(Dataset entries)
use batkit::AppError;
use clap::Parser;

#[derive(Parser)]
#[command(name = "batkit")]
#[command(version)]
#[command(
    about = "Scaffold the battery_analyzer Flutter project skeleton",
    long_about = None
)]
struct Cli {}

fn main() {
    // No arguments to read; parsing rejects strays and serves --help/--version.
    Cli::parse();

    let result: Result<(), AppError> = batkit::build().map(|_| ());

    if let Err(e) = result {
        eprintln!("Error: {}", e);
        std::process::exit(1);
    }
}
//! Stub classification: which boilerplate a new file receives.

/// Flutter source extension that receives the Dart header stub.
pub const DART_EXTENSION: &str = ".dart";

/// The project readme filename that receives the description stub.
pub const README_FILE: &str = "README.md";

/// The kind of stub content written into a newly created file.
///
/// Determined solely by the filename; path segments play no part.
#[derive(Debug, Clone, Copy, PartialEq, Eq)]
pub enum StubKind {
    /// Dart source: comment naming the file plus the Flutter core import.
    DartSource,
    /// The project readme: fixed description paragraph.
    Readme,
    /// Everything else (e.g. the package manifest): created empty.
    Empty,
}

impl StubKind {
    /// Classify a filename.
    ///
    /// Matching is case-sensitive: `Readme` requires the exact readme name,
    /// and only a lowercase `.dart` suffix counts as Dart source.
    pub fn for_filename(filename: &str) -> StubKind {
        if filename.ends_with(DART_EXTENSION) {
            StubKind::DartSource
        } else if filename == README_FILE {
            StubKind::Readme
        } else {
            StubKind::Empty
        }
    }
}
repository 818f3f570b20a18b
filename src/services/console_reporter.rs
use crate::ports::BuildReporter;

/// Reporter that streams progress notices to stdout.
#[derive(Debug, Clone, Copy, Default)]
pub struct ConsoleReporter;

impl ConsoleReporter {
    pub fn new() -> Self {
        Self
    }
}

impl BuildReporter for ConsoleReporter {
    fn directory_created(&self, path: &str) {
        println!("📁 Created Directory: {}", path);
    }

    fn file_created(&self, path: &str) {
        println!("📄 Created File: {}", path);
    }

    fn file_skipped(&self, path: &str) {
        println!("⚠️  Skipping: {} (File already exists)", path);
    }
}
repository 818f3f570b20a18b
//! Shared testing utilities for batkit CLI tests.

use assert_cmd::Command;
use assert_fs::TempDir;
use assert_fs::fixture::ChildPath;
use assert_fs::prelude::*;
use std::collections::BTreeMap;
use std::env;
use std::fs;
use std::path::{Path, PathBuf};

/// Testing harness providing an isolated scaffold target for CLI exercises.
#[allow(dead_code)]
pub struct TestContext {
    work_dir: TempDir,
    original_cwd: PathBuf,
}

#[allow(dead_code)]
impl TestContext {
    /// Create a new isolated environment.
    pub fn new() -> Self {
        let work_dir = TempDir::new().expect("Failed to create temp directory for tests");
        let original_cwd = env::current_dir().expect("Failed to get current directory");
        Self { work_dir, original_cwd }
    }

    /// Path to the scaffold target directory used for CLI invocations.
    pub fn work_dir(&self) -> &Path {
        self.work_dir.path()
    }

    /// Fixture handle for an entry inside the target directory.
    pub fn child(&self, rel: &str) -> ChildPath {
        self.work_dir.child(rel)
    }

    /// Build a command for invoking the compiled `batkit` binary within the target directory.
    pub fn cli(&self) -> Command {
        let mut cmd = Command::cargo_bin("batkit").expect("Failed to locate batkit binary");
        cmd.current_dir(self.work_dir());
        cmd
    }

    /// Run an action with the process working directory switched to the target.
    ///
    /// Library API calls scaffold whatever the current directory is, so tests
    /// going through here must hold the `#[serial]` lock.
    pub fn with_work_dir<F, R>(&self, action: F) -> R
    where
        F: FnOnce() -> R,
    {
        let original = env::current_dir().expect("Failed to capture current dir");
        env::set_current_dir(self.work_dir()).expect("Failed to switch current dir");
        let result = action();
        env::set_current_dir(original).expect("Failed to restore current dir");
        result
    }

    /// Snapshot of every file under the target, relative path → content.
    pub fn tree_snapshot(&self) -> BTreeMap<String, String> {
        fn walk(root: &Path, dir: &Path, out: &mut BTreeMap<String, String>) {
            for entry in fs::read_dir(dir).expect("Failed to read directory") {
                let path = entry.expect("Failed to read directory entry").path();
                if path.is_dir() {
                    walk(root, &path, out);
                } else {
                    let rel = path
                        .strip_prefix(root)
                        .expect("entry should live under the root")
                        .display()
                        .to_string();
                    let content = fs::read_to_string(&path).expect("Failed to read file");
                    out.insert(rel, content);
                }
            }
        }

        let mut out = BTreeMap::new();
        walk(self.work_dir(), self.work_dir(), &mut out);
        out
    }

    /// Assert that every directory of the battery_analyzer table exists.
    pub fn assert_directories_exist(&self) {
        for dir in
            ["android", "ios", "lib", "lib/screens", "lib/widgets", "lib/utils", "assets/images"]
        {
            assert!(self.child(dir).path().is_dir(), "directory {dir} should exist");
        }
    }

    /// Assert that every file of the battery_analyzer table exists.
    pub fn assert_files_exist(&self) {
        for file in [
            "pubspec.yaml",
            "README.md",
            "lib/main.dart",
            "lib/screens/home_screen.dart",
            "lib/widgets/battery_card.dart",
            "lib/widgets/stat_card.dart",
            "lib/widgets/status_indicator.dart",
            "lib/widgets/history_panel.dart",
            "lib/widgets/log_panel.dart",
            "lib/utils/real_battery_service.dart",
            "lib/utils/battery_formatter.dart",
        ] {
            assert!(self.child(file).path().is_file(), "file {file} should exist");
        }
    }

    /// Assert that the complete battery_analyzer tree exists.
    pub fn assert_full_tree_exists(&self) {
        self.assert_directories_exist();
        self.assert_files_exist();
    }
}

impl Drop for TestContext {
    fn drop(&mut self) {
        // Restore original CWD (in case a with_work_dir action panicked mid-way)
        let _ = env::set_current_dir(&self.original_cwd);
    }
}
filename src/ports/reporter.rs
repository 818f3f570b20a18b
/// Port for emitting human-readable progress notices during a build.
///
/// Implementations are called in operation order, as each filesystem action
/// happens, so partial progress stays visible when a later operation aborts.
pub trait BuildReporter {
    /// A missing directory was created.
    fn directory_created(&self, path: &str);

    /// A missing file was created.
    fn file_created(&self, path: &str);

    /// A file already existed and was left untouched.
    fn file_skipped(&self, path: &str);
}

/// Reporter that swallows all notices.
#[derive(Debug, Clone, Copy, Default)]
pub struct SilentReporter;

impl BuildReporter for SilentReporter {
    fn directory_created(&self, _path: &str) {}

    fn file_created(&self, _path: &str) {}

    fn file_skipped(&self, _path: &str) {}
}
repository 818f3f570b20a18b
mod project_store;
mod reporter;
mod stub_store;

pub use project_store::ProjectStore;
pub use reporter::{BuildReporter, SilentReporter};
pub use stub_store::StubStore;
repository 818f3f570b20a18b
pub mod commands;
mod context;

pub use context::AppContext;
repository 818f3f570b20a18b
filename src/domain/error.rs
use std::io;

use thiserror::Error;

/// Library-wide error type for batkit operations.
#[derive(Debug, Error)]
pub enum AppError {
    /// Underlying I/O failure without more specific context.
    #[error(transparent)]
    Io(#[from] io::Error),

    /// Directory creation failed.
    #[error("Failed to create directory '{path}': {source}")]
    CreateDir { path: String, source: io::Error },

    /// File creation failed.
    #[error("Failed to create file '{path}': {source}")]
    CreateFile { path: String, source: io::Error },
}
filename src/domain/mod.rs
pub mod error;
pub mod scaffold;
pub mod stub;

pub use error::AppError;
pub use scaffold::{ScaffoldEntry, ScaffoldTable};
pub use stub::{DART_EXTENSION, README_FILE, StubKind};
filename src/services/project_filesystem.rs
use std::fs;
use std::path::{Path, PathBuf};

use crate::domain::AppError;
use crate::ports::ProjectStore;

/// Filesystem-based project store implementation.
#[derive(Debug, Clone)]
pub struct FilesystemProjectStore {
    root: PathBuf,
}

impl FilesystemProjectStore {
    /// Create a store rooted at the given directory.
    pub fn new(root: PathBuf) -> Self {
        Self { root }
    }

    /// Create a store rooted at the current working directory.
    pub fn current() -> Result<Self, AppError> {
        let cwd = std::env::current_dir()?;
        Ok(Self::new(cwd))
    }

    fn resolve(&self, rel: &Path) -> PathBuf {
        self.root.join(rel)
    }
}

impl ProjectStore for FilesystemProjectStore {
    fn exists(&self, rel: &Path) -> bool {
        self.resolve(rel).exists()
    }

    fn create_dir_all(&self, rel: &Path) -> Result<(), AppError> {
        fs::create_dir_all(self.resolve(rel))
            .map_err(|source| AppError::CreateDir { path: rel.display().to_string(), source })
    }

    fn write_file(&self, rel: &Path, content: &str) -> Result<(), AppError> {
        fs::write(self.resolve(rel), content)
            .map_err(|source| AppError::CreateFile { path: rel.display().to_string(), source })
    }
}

Description of the task: Reproduce, word for word and in full, only the lines above that start at the line with "to create file" and run through the line with "the given directory.", both ends included.

Exercise output:
    #[error("Failed to create file '{path}': {source}")]
    CreateFile { path: String, source: io::Error },
}
filename src/domain/mod.rs
pub mod error;
pub mod scaffold;
pub mod stub;

pub use error::AppError;
pub use scaffold::{ScaffoldEntry, ScaffoldTable};
pub use stub::{DART_EXTENSION, README_FILE, StubKind};
filename src/services/project_filesystem.rs
use std::fs;
use std::path::{Path, PathBuf};

use crate::domain::AppError;
use crate::ports::ProjectStore;

/// Filesystem-based project store implementation.
#[derive(Debug, Clone)]
pub struct FilesystemProjectStore {
    root: PathBuf,
}

impl FilesystemProjectStore {
    /// Create a store rooted at the given directory.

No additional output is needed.